_AIM OF THE EXERCISE_
Using the records below, output the stretch that opens with the line containing "the cell list." and closes with the line containing "in the same", exactly and including both lines, with nothing more.

[Collected data]
=-=-=-=-=

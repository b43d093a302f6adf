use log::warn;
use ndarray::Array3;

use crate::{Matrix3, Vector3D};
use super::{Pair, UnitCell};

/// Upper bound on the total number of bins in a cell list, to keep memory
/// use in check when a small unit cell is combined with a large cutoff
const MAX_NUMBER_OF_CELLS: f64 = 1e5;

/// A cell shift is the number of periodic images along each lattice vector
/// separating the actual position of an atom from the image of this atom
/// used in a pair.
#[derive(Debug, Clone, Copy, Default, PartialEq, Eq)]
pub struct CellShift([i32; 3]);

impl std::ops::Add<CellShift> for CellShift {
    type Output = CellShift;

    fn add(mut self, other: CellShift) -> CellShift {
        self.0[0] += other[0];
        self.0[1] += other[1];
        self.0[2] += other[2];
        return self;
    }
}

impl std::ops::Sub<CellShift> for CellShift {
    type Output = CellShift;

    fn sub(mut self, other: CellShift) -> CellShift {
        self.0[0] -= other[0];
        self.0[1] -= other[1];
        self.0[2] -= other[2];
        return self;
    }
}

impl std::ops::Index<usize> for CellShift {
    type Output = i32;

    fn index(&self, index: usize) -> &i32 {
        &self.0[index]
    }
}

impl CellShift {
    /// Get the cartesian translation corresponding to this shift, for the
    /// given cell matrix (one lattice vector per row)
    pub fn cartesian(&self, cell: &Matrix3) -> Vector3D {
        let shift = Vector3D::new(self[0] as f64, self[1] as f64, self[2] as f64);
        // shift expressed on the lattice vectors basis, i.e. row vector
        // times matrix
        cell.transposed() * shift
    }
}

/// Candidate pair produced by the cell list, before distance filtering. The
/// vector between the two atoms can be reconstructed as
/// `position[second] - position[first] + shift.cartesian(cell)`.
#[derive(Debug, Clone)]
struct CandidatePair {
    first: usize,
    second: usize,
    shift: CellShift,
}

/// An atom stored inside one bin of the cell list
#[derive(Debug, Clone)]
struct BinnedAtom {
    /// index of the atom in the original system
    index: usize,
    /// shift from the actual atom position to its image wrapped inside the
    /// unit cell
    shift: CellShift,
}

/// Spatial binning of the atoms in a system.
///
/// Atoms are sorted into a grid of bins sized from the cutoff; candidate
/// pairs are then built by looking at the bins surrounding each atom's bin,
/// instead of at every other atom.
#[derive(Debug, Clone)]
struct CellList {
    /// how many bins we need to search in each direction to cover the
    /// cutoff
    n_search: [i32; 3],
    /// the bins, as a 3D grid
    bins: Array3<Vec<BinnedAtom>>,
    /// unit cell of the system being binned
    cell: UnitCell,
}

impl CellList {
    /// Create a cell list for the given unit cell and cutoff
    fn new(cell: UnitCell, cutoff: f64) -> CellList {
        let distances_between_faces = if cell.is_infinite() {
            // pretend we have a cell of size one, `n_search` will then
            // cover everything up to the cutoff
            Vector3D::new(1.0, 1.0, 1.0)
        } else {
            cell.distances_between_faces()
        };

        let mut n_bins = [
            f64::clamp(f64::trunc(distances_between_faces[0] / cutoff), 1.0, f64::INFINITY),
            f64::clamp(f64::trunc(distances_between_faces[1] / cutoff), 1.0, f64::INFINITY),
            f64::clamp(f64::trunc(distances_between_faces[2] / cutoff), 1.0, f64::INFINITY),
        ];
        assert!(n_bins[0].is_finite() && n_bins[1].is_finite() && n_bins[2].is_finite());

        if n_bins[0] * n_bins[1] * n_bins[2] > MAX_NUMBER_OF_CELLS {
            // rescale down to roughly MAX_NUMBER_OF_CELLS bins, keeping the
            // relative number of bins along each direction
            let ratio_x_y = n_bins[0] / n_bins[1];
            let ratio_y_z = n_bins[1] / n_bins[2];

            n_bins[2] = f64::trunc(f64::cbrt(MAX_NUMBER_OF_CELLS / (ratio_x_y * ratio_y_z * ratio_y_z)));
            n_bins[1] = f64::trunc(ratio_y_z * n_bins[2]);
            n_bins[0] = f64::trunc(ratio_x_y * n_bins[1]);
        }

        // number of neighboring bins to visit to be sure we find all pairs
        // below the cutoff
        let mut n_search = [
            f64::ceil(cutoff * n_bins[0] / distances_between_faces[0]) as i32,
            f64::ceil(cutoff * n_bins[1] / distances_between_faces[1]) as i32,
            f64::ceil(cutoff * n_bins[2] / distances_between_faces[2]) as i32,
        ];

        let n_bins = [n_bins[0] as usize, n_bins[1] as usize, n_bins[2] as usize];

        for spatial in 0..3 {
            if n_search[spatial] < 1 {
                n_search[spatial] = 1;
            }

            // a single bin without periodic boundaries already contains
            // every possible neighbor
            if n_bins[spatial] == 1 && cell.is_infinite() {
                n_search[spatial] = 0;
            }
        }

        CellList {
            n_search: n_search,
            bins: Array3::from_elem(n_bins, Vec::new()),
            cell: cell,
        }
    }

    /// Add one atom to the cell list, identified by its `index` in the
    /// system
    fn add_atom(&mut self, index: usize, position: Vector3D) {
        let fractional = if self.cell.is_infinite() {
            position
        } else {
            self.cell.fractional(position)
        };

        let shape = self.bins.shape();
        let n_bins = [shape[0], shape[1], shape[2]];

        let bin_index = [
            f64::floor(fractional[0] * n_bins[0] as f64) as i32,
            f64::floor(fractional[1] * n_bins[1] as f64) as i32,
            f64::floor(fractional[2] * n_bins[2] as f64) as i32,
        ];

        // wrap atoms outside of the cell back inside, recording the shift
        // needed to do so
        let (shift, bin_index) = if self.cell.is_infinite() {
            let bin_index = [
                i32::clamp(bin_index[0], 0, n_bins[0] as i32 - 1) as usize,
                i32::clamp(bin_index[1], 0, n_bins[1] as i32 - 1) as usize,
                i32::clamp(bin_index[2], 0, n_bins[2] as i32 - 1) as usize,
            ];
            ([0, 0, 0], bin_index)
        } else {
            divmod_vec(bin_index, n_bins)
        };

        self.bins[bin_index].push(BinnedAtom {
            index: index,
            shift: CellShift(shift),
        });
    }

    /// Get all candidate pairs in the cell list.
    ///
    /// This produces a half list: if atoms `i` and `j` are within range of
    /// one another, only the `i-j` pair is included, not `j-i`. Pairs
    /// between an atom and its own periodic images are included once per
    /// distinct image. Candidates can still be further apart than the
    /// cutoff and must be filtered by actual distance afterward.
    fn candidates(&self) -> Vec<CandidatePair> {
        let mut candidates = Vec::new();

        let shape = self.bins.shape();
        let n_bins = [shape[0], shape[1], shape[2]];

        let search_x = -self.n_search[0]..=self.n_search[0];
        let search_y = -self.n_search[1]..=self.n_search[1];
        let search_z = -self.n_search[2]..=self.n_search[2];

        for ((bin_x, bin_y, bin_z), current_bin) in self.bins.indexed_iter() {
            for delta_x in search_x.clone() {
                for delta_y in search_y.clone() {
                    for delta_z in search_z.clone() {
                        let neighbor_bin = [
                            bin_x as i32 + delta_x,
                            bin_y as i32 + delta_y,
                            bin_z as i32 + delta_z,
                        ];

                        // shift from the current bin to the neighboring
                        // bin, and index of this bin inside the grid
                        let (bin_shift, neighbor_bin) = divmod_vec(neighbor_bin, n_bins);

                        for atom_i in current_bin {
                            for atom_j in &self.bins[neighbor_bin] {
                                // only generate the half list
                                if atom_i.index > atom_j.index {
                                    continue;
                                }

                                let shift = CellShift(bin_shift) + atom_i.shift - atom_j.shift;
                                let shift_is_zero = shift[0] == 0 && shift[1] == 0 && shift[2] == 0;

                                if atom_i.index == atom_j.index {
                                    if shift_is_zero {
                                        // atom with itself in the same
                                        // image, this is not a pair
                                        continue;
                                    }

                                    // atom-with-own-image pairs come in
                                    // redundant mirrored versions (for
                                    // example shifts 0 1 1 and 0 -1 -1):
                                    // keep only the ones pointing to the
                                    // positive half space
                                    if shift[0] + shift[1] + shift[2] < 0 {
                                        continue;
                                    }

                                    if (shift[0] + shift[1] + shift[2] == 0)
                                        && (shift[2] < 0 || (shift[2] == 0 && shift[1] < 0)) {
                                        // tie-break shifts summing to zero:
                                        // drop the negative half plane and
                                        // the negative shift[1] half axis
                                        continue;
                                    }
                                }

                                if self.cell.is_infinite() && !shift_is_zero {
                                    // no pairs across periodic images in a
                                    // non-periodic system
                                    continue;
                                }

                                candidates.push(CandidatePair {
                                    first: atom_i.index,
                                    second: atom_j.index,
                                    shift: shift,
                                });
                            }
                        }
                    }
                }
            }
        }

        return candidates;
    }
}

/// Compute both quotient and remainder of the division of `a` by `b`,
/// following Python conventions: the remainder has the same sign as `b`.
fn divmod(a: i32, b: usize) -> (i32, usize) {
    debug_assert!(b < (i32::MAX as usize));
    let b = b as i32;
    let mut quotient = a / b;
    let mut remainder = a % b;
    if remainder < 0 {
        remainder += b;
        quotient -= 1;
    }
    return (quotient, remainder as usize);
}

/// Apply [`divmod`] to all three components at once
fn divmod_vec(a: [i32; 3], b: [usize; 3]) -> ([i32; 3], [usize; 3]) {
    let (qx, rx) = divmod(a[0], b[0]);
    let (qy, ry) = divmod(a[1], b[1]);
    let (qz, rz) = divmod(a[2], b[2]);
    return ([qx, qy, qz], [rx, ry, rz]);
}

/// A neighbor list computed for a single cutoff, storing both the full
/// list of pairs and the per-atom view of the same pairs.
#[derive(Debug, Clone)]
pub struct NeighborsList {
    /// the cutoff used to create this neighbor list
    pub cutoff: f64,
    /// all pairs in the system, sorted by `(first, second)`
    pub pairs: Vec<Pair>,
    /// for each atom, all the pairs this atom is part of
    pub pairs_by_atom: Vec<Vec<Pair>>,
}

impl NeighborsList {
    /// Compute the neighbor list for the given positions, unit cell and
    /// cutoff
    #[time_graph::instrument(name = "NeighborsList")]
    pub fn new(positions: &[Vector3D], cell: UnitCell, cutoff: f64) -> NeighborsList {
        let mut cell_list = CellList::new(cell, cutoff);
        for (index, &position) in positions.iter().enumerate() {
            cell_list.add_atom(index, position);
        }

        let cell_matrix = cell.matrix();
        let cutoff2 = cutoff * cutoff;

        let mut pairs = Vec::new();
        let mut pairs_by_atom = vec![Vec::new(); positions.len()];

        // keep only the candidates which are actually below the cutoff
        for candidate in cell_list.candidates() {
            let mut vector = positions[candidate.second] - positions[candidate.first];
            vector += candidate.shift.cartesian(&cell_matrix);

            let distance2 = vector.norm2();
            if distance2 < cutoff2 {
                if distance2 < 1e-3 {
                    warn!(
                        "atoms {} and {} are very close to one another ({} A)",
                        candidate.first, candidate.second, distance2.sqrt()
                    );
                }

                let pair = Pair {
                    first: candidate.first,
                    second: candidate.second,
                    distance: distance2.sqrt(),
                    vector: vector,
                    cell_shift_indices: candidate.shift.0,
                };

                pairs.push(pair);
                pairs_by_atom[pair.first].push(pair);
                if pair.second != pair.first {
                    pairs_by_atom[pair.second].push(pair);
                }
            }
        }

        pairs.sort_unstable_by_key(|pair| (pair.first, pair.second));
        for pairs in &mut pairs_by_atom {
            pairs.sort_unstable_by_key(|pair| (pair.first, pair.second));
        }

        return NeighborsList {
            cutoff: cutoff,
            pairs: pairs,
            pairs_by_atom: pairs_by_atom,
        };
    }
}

=-=-=-=-=

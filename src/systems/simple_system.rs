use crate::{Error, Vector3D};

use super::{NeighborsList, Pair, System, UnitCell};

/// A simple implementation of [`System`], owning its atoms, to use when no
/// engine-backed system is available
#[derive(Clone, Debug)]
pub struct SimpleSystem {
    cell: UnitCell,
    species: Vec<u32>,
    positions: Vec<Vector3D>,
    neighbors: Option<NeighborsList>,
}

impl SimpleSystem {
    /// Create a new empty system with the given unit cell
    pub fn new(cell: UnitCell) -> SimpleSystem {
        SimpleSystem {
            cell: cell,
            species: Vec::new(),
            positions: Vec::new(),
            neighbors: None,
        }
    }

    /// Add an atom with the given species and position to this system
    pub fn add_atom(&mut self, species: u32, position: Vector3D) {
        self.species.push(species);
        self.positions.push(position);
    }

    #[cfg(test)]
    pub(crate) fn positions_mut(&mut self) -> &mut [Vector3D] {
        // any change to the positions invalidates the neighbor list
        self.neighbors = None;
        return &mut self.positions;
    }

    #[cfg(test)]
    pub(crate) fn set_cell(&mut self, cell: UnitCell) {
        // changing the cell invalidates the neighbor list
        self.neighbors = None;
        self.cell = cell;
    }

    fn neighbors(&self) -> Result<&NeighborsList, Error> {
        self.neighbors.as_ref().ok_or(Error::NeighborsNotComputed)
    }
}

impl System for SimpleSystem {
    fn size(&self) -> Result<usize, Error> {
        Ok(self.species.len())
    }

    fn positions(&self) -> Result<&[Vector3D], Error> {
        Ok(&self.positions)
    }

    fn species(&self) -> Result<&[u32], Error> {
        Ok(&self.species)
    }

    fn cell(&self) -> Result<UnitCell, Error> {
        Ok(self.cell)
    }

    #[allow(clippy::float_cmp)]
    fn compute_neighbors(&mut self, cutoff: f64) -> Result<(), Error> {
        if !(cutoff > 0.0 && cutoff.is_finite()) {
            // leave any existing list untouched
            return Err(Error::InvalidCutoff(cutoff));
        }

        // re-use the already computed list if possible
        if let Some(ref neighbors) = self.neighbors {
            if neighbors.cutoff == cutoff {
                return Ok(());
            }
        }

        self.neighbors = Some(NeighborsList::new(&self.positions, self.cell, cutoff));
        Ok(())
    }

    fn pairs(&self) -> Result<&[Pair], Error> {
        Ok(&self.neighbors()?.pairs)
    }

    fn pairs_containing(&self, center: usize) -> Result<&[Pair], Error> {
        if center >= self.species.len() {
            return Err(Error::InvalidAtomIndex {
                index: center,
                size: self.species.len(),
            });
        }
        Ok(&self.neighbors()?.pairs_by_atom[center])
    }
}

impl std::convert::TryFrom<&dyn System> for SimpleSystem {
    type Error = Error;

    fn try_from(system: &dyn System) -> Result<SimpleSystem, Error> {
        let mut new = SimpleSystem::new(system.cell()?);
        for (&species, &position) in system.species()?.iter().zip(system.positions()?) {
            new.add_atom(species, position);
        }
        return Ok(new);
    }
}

=-=-=-=-=

_ANSWER TO THIS TASK_
    /// Get all candidate pairs in the cell list.
    ///
    /// This produces a half list: if atoms `i` and `j` are within range of
    /// one another, only the `i-j` pair is included, not `j-i`. Pairs
    /// between an atom and its own periodic images are included once per
    /// distinct image. Candidates can still be further apart than the
    /// cutoff and must be filtered by actual distance afterward.
    fn candidates(&self) -> Vec<CandidatePair> {
        let mut candidates = Vec::new();

        let shape = self.bins.shape();
        let n_bins = [shape[0], shape[1], shape[2]];

        let search_x = -self.n_search[0]..=self.n_search[0];
        let search_y = -self.n_search[1]..=self.n_search[1];
        let search_z = -self.n_search[2]..=self.n_search[2];

        for ((bin_x, bin_y, bin_z), current_bin) in self.bins.indexed_iter() {
            for delta_x in search_x.clone() {
                for delta_y in search_y.clone() {
                    for delta_z in search_z.clone() {
                        let neighbor_bin = [
                            bin_x as i32 + delta_x,
                            bin_y as i32 + delta_y,
                            bin_z as i32 + delta_z,
                        ];

                        // shift from the current bin to the neighboring
                        // bin, and index of this bin inside the grid
                        let (bin_shift, neighbor_bin) = divmod_vec(neighbor_bin, n_bins);

                        for atom_i in current_bin {
                            for atom_j in &self.bins[neighbor_bin] {
                                // only generate the half list
                                if atom_i.index > atom_j.index {
                                    continue;
                                }

                                let shift = CellShift(bin_shift) + atom_i.shift - atom_j.shift;
                                let shift_is_zero = shift[0] == 0 && shift[1] == 0 && shift[2] == 0;

                                if atom_i.index == atom_j.index {
                                    if shift_is_zero {
                                        // atom with itself in the same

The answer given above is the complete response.